Quase todos na mesa soltam um murmúrio misto entre tristeza e pena ao ouvirem
as dificuldades que a protagonista da estória passa em seu dia a dia. Então,
alguém solta: “uma pena uma coisa dessas com uma moça tão bonita!”
Quem nunca escutou ou disse algo
do gênero que atire a primeira pedra (não em mim por favor!). Eu mesma me lembro de um acontecimento que me
chocou profundamente que foi o rapto e assassinato pelo próprio pai de duas meninas
gêmeas, filhas de uma colega de trabalho, uma mulher que eu admiro e respeito
muito. O caso teve uma enorme repercussão inclusive na mídia e eu me lembro de
passar vários minutos olhando para as fotos daquelas duas meninas que pareciam
anjinhos de Raffaelo e pensar: “meu Deus, como são lindas! Como pôde acontecer algo
tão trágico a dois anjinhos desses!”
Mas nesse dia do almoço, a hora
que a frase foi dita, algo em mim se questionou imediatamente quanto à nossa
mania automática de valorizar mais a vida de quem é bonito. Parece que a
sociedade diz: “se você é feio e sofre um acidente, não perdeu muito afinal de
contas sua vida já devia ser uma desgraceira”. Parece chocante, mas no fundo a
mensagem é essa. A vida do bonito vale mais que a do feioso que já vive na
mediocridade mesmo.
Alguém ao ler este post poderá
protestar: “ai que exagero! É apenas uma maneira de falar!” mas apenas os
incautos e desatentos não sabem que, as expressões idiomáticas mais comuns são
justamente as que perpetuam as tradições, em especial as misóginas, racistas e
preconceituosas latu sensu. Elas
expressam o que há de mais puro (no sentido bruto) e inconsciente na nossa
sociedade e em nós mesmos e é exatamente por isso que são tão sinceras quanto
merecedoras de reflexão!
No fundo, se olharmos para o
monstro no espelho essa frase sem má intenção, esse automatismo de valorizar
mais a vida do bonito explica como conseguimos ir dormir e acordar todos os
dias para realizar nossas atividades mais banais enquanto horrores acontecem
pelo mundo todo. Porque no nosso padrão o rico é belo e vice-versa. É limpo, é
asseado, é magro e esbelto – e possivelmente branco. O resto é feio... e
consequentemente desmerecedor da nossa compaixão e do nosso olhar humano. Crianças
na África? Mulheres no sertão nordestino, na Somália ou na Síria merecem menos
compaixão do que Lais Souza ou Fernando ex-BBB (e atenção, não estou dizendo
que os bonitos também não a mereçam!).
E não é de hoje que o bonito é
associado também ao bom. Alguém aí já viu mocinha de novela feia, gorda ou
deformada? Amputada? Com deformação facial? E vilão?

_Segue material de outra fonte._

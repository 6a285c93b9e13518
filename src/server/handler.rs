// src/server/handler.rs

//! One accepted connection, end to end.
//!
//! ```text
//! Reading ──> SizeExceeded | DecodeFailed ─────────────────┐
//!    │                                                    v
//!    └──> Executing ──> Completed | TimedOut | Internal ──> Responding ──> Closed
//! ```
//!
//! An empty request (EOF before any byte) and a read error both end the
//! connection without a response.

use std::sync::Arc;

use tokio::io::{AsyncRead, AsyncReadExt, AsyncWrite, AsyncWriteExt};
use tracing::{Instrument, debug, error, info, warn};

use crate::config::ServerConfig;
use crate::errors::{ProtocolError, RunError};
use crate::exec::ScriptRunner;
use crate::protocol::Response;
use crate::types::ExecutionResult;

/// Size of each socket read while accumulating a request.
pub const READ_CHUNK_SIZE: usize = 4096;

/// Result of the Reading phase.
#[derive(Debug, PartialEq, Eq)]
pub enum ReadOutcome {
    /// Peer half-closed without sending anything.
    Empty,
    /// More than the allowed number of bytes arrived; reading stopped.
    TooLarge,
    Complete(Vec<u8>),
}

/// Accumulate a request until EOF, giving up as soon as more than
/// `max_size` bytes have been seen.
pub async fn read_request<R>(reader: &mut R, max_size: usize) -> std::io::Result<ReadOutcome>
where
    R: AsyncRead + Unpin,
{
    let mut buf = Vec::new();
    let mut chunk = [0u8; READ_CHUNK_SIZE];

    loop {
        let n = reader.read(&mut chunk).await?;
        if n == 0 {
            break;
        }
        buf.extend_from_slice(&chunk[..n]);
        if buf.len() > max_size {
            return Ok(ReadOutcome::TooLarge);
        }
    }

    if buf.is_empty() {
        Ok(ReadOutcome::Empty)
    } else {
        Ok(ReadOutcome::Complete(buf))
    }
}

/// Shared, read-only handler state. One instance serves every connection.
pub struct ConnectionHandler {
    config: Arc<ServerConfig>,
    runner: Arc<dyn ScriptRunner>,
}

impl ConnectionHandler {
    pub fn new(config: Arc<ServerConfig>, runner: Arc<dyn ScriptRunner>) -> Self {
        Self { config, runner }
    }

    pub fn config(&self) -> &ServerConfig {
        &self.config
    }

    /// Drive one connection to completion.
    ///
    /// Returns the response that was produced, or `None` when the connection
    /// ended without one. The stream is dropped (closed) before returning.
    pub async fn handle<S>(&self, mut stream: S) -> Option<Response>
    where
        S: AsyncRead + AsyncWrite + Unpin,
    {
        let response = self.process(&mut stream).await?;

        let encoded = response.encode();
        if let Err(e) = write_response(&mut stream, encoded.as_bytes()).await {
            warn!(error = %e, "failed to send response; dropping connection");
        } else {
            debug!(bytes = encoded.len(), "response sent");
        }

        Some(response)
    }

    async fn process<S>(&self, stream: &mut S) -> Option<Response>
    where
        S: AsyncRead + Unpin,
    {
        let max_size = self.config.max_script_size;
        let bytes = match read_request(stream, max_size).await {
            Ok(ReadOutcome::Complete(bytes)) => bytes,
            Ok(ReadOutcome::Empty) => {
                warn!("no data received from client");
                return None;
            }
            Ok(ReadOutcome::TooLarge) => {
                error!(max_size, "exceeded max script size limit");
                return Some(Response::Failed(ProtocolError::SizeLimitExceeded));
            }
            Err(e) => {
                warn!(error = %e, "failed to read request");
                return None;
            }
        };

        let script = match String::from_utf8(bytes) {
            Ok(script) => script,
            Err(e) => {
                error!(error = %e, "failed to decode received data as UTF-8");
                return Some(Response::Failed(ProtocolError::DecodeError));
            }
        };

        info!(bytes = script.len(), "received script");
        Some(self.execute(script).await.into())
    }

    /// Run the script in its own task so that a panicking runner is reported
    /// as an internal error instead of tearing down the connection silently.
    async fn execute(&self, script: String) -> Result<ExecutionResult, ProtocolError> {
        let runner = Arc::clone(&self.runner);
        let timeout = self.config.execution_timeout;

        let task = async move { runner.run(script, timeout).await };
        let joined = tokio::spawn(task.in_current_span()).await;

        match joined {
            Ok(Ok(result)) => Ok(result),
            Ok(Err(err)) => {
                match &err {
                    RunError::TimedOut(limit) => {
                        warn!(timeout_secs = limit.as_secs_f64(), "script timed out");
                    }
                    RunError::Internal(e) => {
                        error!(error = ?e, "unexpected error while executing script");
                    }
                }
                Err(err.into())
            }
            Err(e) => {
                error!(error = %e, "script runner task failed");
                Err(ProtocolError::InternalError)
            }
        }
    }
}

async fn write_response<W>(writer: &mut W, bytes: &[u8]) -> std::io::Result<()>
where
    W: AsyncWrite + Unpin,
{
    writer.write_all(bytes).await?;
    writer.flush().await?;
    writer.shutdown().await
}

Pode ser que eu esteja sendo
muito dramática e exagerada. Pode ser que seja o efeito dos hormônios que
normalmente são culpados por qualquer destempero emocional feminino, mas pode
ser também que tenhamos que ter um pouco mais de atenção às nossas palavras e
aos nossos pensamentos e, principalmente olhar com mais cuidado o feio, o
asqueroso, o que incomoda o olhar... pois é justamente ali que está o maior
sofrimento e que jaz a maior necessidade de amor e de carinho!